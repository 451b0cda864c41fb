//! JSON lexer/tokenizer.
//!
//! Converts raw input bytes into tokens for the parser. The input is checked
//! for UTF-8 validity once up front; after that the lexer walks bytes and
//! copies unescaped runs of text directly into the output strings.

use crate::error::{JsonError, JsonResult};
use crate::limits::Limits;
use crate::number;

/// Token types produced by the lexer.
#[derive(Debug, Clone, PartialEq, Eq)]
pub enum Token {
    /// Left brace `{`
    LeftBrace,
    /// Right brace `}`
    RightBrace,
    /// Left bracket `[`
    LeftBracket,
    /// Right bracket `]`
    RightBracket,
    /// Colon `:`
    Colon,
    /// Comma `,`
    Comma,
    /// Null literal
    Null,
    /// True literal
    True,
    /// False literal
    False,
    /// String value (unescaped)
    String(String),
    /// Number value (raw text, grammar-checked)
    Number(String),
    /// End of input
    Eof,
}

impl Token {
    /// Short description used in error messages.
    #[must_use]
    pub const fn describe(&self) -> &'static str {
        match self {
            Self::LeftBrace => "'{'",
            Self::RightBrace => "'}'",
            Self::LeftBracket => "'['",
            Self::RightBracket => "']'",
            Self::Colon => "':'",
            Self::Comma => "','",
            Self::Null => "null",
            Self::True => "true",
            Self::False => "false",
            Self::String(_) => "string",
            Self::Number(_) => "number",
            Self::Eof => "end of input",
        }
    }
}

/// JSON lexer that tokenizes input.
pub struct Lexer<'a> {
    text: &'a str,
    input: &'a [u8],
    pos: usize,
}

impl<'a> Lexer<'a> {
    /// Create a new lexer for the given input.
    ///
    /// # Errors
    ///
    /// Returns a parse error if the input exceeds `limits.max_input_size` or
    /// is not valid UTF-8.
    pub fn new(input: &'a [u8], limits: &Limits) -> JsonResult<Self> {
        if input.len() > limits.max_input_size {
            return Err(JsonError::parse_at(
                input,
                limits.max_input_size,
                format!("input exceeds {} bytes", limits.max_input_size),
            ));
        }

        let text = std::str::from_utf8(input)
            .map_err(|e| JsonError::parse_at(input, e.valid_up_to(), "invalid UTF-8"))?;

        Ok(Self {
            text,
            input,
            pos: 0,
        })
    }

    /// Get the current position in the input.
    #[must_use]
    pub const fn position(&self) -> usize {
        self.pos
    }

    /// Build a parse error at `offset`.
    pub fn error_at(&self, offset: usize, message: impl Into<String>) -> JsonError {
        JsonError::parse_at(self.input, offset, message)
    }

    fn peek(&self) -> Option<u8> {
        self.input.get(self.pos).copied()
    }

    fn advance(&mut self) -> Option<u8> {
        let b = self.peek();
        if b.is_some() {
            self.pos += 1;
        }
        b
    }

    fn skip_whitespace(&mut self) {
        while let Some(b' ' | b'\t' | b'\n' | b'\r') = self.peek() {
            self.pos += 1;
        }
    }

    /// Read the next token and the offset where it starts.
    ///
    /// # Errors
    ///
    /// Returns a parse error for any character that cannot start or continue
    /// a token.
    pub fn next_token(&mut self) -> JsonResult<(Token, usize)> {
        self.skip_whitespace();
        let start = self.pos;

        let token = match self.peek() {
            None => Token::Eof,
            Some(b'{') => self.single(Token::LeftBrace),
            Some(b'}') => self.single(Token::RightBrace),
            Some(b'[') => self.single(Token::LeftBracket),
            Some(b']') => self.single(Token::RightBracket),
            Some(b':') => self.single(Token::Colon),
            Some(b',') => self.single(Token::Comma),
            Some(b'"') => self.read_string()?,
            Some(b'-' | b'0'..=b'9') => self.read_number()?,
            Some(b't') => self.read_literal("true", Token::True)?,
            Some(b'f') => self.read_literal("false", Token::False)?,
            Some(b'n') => self.read_literal("null", Token::Null)?,
            Some(_) => {
                let ch = self.text[start..].chars().next().unwrap_or('\u{FFFD}');
                return Err(self.error_at(start, format!("unexpected character {ch:?}")));
            }
        };

        Ok((token, start))
    }

    fn single(&mut self, token: Token) -> Token {
        self.pos += 1;
        token
    }

    fn read_string(&mut self) -> JsonResult<Token> {
        // opening quote
        self.pos += 1;

        let mut result = String::new();
        let mut run_start = self.pos;

        loop {
            match self.peek() {
                None => return Err(self.error_at(self.pos, "unterminated string")),
                Some(b'"') => {
                    result.push_str(&self.text[run_start..self.pos]);
                    self.pos += 1;
                    break;
                }
                Some(b'\\') => {
                    result.push_str(&self.text[run_start..self.pos]);
                    self.pos += 1;
                    let ch = self.read_escape_sequence()?;
                    result.push(ch);
                    run_start = self.pos;
                }
                Some(b) if b < 0x20 => {
                    return Err(self.error_at(self.pos, "control character in string"));
                }
                Some(_) => self.pos += 1,
            }
        }

        Ok(Token::String(result))
    }

    fn read_escape_sequence(&mut self) -> JsonResult<char> {
        let at = self.pos;
        match self.advance() {
            None => Err(self.error_at(at, "unterminated escape sequence")),
            Some(b'"') => Ok('"'),
            Some(b'\\') => Ok('\\'),
            Some(b'/') => Ok('/'),
            Some(b'b') => Ok('\x08'),
            Some(b'f') => Ok('\x0C'),
            Some(b'n') => Ok('\n'),
            Some(b'r') => Ok('\r'),
            Some(b't') => Ok('\t'),
            Some(b'u') => self.read_unicode_escape(),
            Some(_) => Err(self.error_at(at, "invalid escape sequence")),
        }
    }

    fn read_unicode_escape(&mut self) -> JsonResult<char> {
        // points at the backslash of this escape, for error reporting
        let escape_start = self.pos - 2;
        let unit = self.read_hex4()?;

        if (0xD800..=0xDBFF).contains(&unit) {
            let low_start = self.pos;
            if self.advance() != Some(b'\\') || self.advance() != Some(b'u') {
                return Err(self.error_at(escape_start, "unpaired high surrogate"));
            }
            let low = self.read_hex4()?;
            if !(0xDC00..=0xDFFF).contains(&low) {
                return Err(self.error_at(low_start, "invalid low surrogate"));
            }
            let combined = 0x10000 + ((u32::from(unit) - 0xD800) << 10) + (u32::from(low) - 0xDC00);
            return char::from_u32(combined)
                .ok_or_else(|| self.error_at(escape_start, "invalid surrogate pair"));
        }

        if (0xDC00..=0xDFFF).contains(&unit) {
            return Err(self.error_at(escape_start, "unpaired low surrogate"));
        }

        char::from_u32(u32::from(unit))
            .ok_or_else(|| self.error_at(escape_start, "invalid unicode escape"))
    }

    fn read_hex4(&mut self) -> JsonResult<u16> {
        let mut value: u16 = 0;
        for _ in 0..4 {
            let at = self.pos;
            let digit = match self.advance() {
                Some(b @ b'0'..=b'9') => b - b'0',
                Some(b @ b'a'..=b'f') => b - b'a' + 10,
                Some(b @ b'A'..=b'F') => b - b'A' + 10,
                _ => return Err(self.error_at(at, "expected hex digit")),
            };
            value = (value << 4) | u16::from(digit);
        }
        Ok(value)
    }

    fn read_number(&mut self) -> JsonResult<Token> {
        let start = self.pos;
        let end = number::scan(self.input, start)
            .map_err(|(at, message)| self.error_at(at, message))?;
        self.pos = end;
        Ok(Token::Number(self.text[start..end].to_string()))
    }

    fn read_literal(&mut self, word: &str, token: Token) -> JsonResult<Token> {
        for &expected in word.as_bytes() {
            let at = self.pos;
            if self.advance() != Some(expected) {
                return Err(self.error_at(at, format!("invalid literal, expected '{word}'")));
            }
        }
        Ok(token)
    }
}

++++

**TO DO**
Whenever a line of the material holds the word "that", copy it out.

**WRITTEN REPLY**
//! for UTF-8 validity once up front; after that the lexer walks bytes and
/// JSON lexer that tokenizes input.
    /// Returns a parse error for any character that cannot start or continue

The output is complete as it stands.